- Developers: Digital Pad (Windows) Racjin (arcade); BTD Studio (i-mode);
- Publishers: FPS (Windows, Mac) Etona/Media Shoji (arcade); Virgin Interactive Entertainment (PlayStation, Saturn); Hect (PlayStation (Honkakuha de ¥1,300 Series rerelease)); BTD Studio (i-mode);
- Director: Ozzy
- Producers: Izumi Sugawara Sunao Ueda
- Programmers: Ozzy Joe Mizuno
- Artists: Komugi Jeronimo Isaka Yasumi Agatsuma
- Composer: Satoru Wono
- Platform: Windows arcade, PlayStation, Saturn, i-mode;
- Release: December 1995 WindowsJP: December 1995; JP: 1997^{[citation needed]}; ArcadeJP: April 1996; Sega SaturnJP: 20 December 1996; PlayStationJP: 10 January 1997; Honkakuha de ¥1,300JP: 14 September 1999; MacintoshJP: 1997^{[citation needed]}; ;
- Genre: Puzzle
- Modes: Single-player, multiplayer

= Moujiya (video game) =

1995 video game

Moujiya or Ryougae Puzzle Mouja (Note: Moujiya got released under a variety of slightly different spellings across its many ports and versions, sometimes used inconsistently within the same release, which become even more numerous when accounting for differing transliteration standards. Some of the names used are Mouja, Moudja, Moujiya, Moudjiya, Ryougae Puzzle Game Moujiya, Ryougae Puzzle Mouja and so forth (all variations of 両替パズルゲーム／両替パズル　もうぢや／もうぢゃ).) is a falling blocks puzzle video game from Fujitsu Pasocom Systems, the consumer software division of Fujitsu. Initially developed for computers running Windows 3.11 and above, it later got made into an arcade video game, which itself was ported to popular home consoles of the time.

== Gameplay ==

Screenshot of the first PC release running on Windows 95

Moujiya’s gameplay is similar to Puyo Puyo, in that it is a falling blocks game where the units fall in pairs and must be grouped together with other units of the same type. Here, the units consist of yen coins that are exchanged for one of the next denomination when enough coins are grouped side by side. When two ¥500 coins are grouped together, they are exchanged for a ¥1,000 banknote and are removed from the board. This mechanic was later copied by Face and combined with Magical Drop’s gameplay to make Money Idol Exchanger, which saw much wider success, being released across the world, possibly due to the popularity of SNK's Neo Geo arcade platform at the time.
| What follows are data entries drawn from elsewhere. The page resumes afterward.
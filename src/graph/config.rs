//! Graph API client configuration

use std::time::Duration;

use url::Url;

use crate::error::{Error, Result};

/// API root used when none is configured
pub const DEFAULT_API_ROOT: &str = "https://graph.facebook.com/v2.11";

const API_ROOT_ENV_VAR: &str = "MESSENGER_API_ROOT";
const READ_TIMEOUT_ENV_VAR: &str = "MESSENGER_READ_TIMEOUT_SECS";
const SEND_TIMEOUT_ENV_VAR: &str = "MESSENGER_SEND_TIMEOUT_SECS";
const MAX_PAGES_ENV_VAR: &str = "MESSENGER_MAX_PAGES";

/// Timeout class of an outbound request
#[derive(Debug, Clone, Copy, PartialEq, Eq, Hash)]
pub enum OperationClass {
    /// Reads and list pages
    Read,
    /// Message delivery, which the platform may take much longer to accept
    Send,
}

/// Configuration for [`GraphClient`](crate::graph::GraphClient)
#[derive(Debug, Clone)]
pub struct GraphConfig {
    /// Root every request path is resolved against, e.g. `https://graph.facebook.com/v2.11`
    pub api_root: Url,
    /// Timeout for `OperationClass::Read`
    pub read_timeout: Duration,
    /// Timeout for `OperationClass::Send`
    pub send_timeout: Duration,
    /// Upper bound on pages fetched by one pagination walk
    pub max_pages: usize,
}

impl Default for GraphConfig {
    fn default() -> Self {
        Self {
            api_root: Url::parse(DEFAULT_API_ROOT).expect("default API root is a valid URL"),
            read_timeout: Duration::from_secs(30),
            send_timeout: Duration::from_secs(300),
            max_pages: 1000,
        }
    }
}

impl GraphConfig {
    /// Default configuration against a different API root
    pub fn with_api_root(api_root: &str) -> Result<Self> {
        Ok(Self {
            api_root: parse_api_root(api_root)?,
            ..Self::default()
        })
    }

    /// Load from the environment, falling back to defaults for unset variables
    pub fn from_env() -> Result<Self> {
        let mut config = Self::default();

        if let Ok(root) = std::env::var(API_ROOT_ENV_VAR) {
            config.api_root = parse_api_root(&root)?;
        }
        if let Some(secs) = env_number(READ_TIMEOUT_ENV_VAR)? {
            config.read_timeout = Duration::from_secs(secs);
        }
        if let Some(secs) = env_number(SEND_TIMEOUT_ENV_VAR)? {
            config.send_timeout = Duration::from_secs(secs);
        }
        if let Some(pages) = env_number(MAX_PAGES_ENV_VAR)? {
            config.max_pages = pages as usize;
        }

        config.validate()?;
        Ok(config)
    }

    /// Reject configurations that cannot work
    pub fn validate(&self) -> Result<()> {
        if self.max_pages == 0 {
            return Err(Error::config("max_pages must be at least 1"));
        }
        if self.read_timeout.is_zero() || self.send_timeout.is_zero() {
            return Err(Error::config("timeouts must be non-zero"));
        }
        Ok(())
    }

    /// Timeout for a class of operation
    pub fn timeout_for(&self, class: OperationClass) -> Duration {
        match class {
            OperationClass::Read => self.read_timeout,
            OperationClass::Send => self.send_timeout,
        }
    }

    pub(crate) fn root_path(&self) -> &str {
        self.api_root.path().trim_end_matches('/')
    }
}

fn parse_api_root(raw: &str) -> Result<Url> {
    let url = Url::parse(raw).map_err(|e| Error::config(format!("invalid API root {raw}: {e}")))?;
    if url.cannot_be_a_base() || url.query().is_some() {
        return Err(Error::config(format!("API root {raw} must be a plain base URL")));
    }
    Ok(url)
}

fn env_number(var: &str) -> Result<Option<u64>> {
    match std::env::var(var) {
        Ok(raw) => raw
            .parse()
            .map(Some)
            .map_err(|_| Error::config(format!("{var} must be a positive integer, got {raw}"))),
        Err(_) => Ok(None),
    }
}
== Releases and spin-offs ==
The game was originally released in 1995 for Windows 3.1 and above. A second version was released in 1997 for Windows 95 which allowed for online play. This version was also released on Macintosh.

In 1996, Etona licensed Moujiya from Fujitsu and commissioned Racjin to make an arcade conversion. This game, made from the ground up, featured a completely new cast of characters and different garbage block mechanics from the original, among other lesser changes. Etona's version was then ported to the Sega Saturn and also to the PlayStation shortly thereafter, with the publishing being handled by Virgin Interactive Entertainment. In 1999, Hect would snatch up publishing rights for the PlayStation version and rerelease it under their Honkakuha de ¥1,300 Series budget label.

In the 2000s, mobile game company BTD Studio would license Mouja for release on Japanese cellular services. Its first game was Chou Ge Moujiya, a cut down version of the arcade game released only on i-mode. They would later make two spin-offs: Doubutsu de Moujiya, also only on i-mode, and Gals★Moujiya, part of their Gals Kiss series of burlesque games, released on i-mode, EZweb and S!Appli.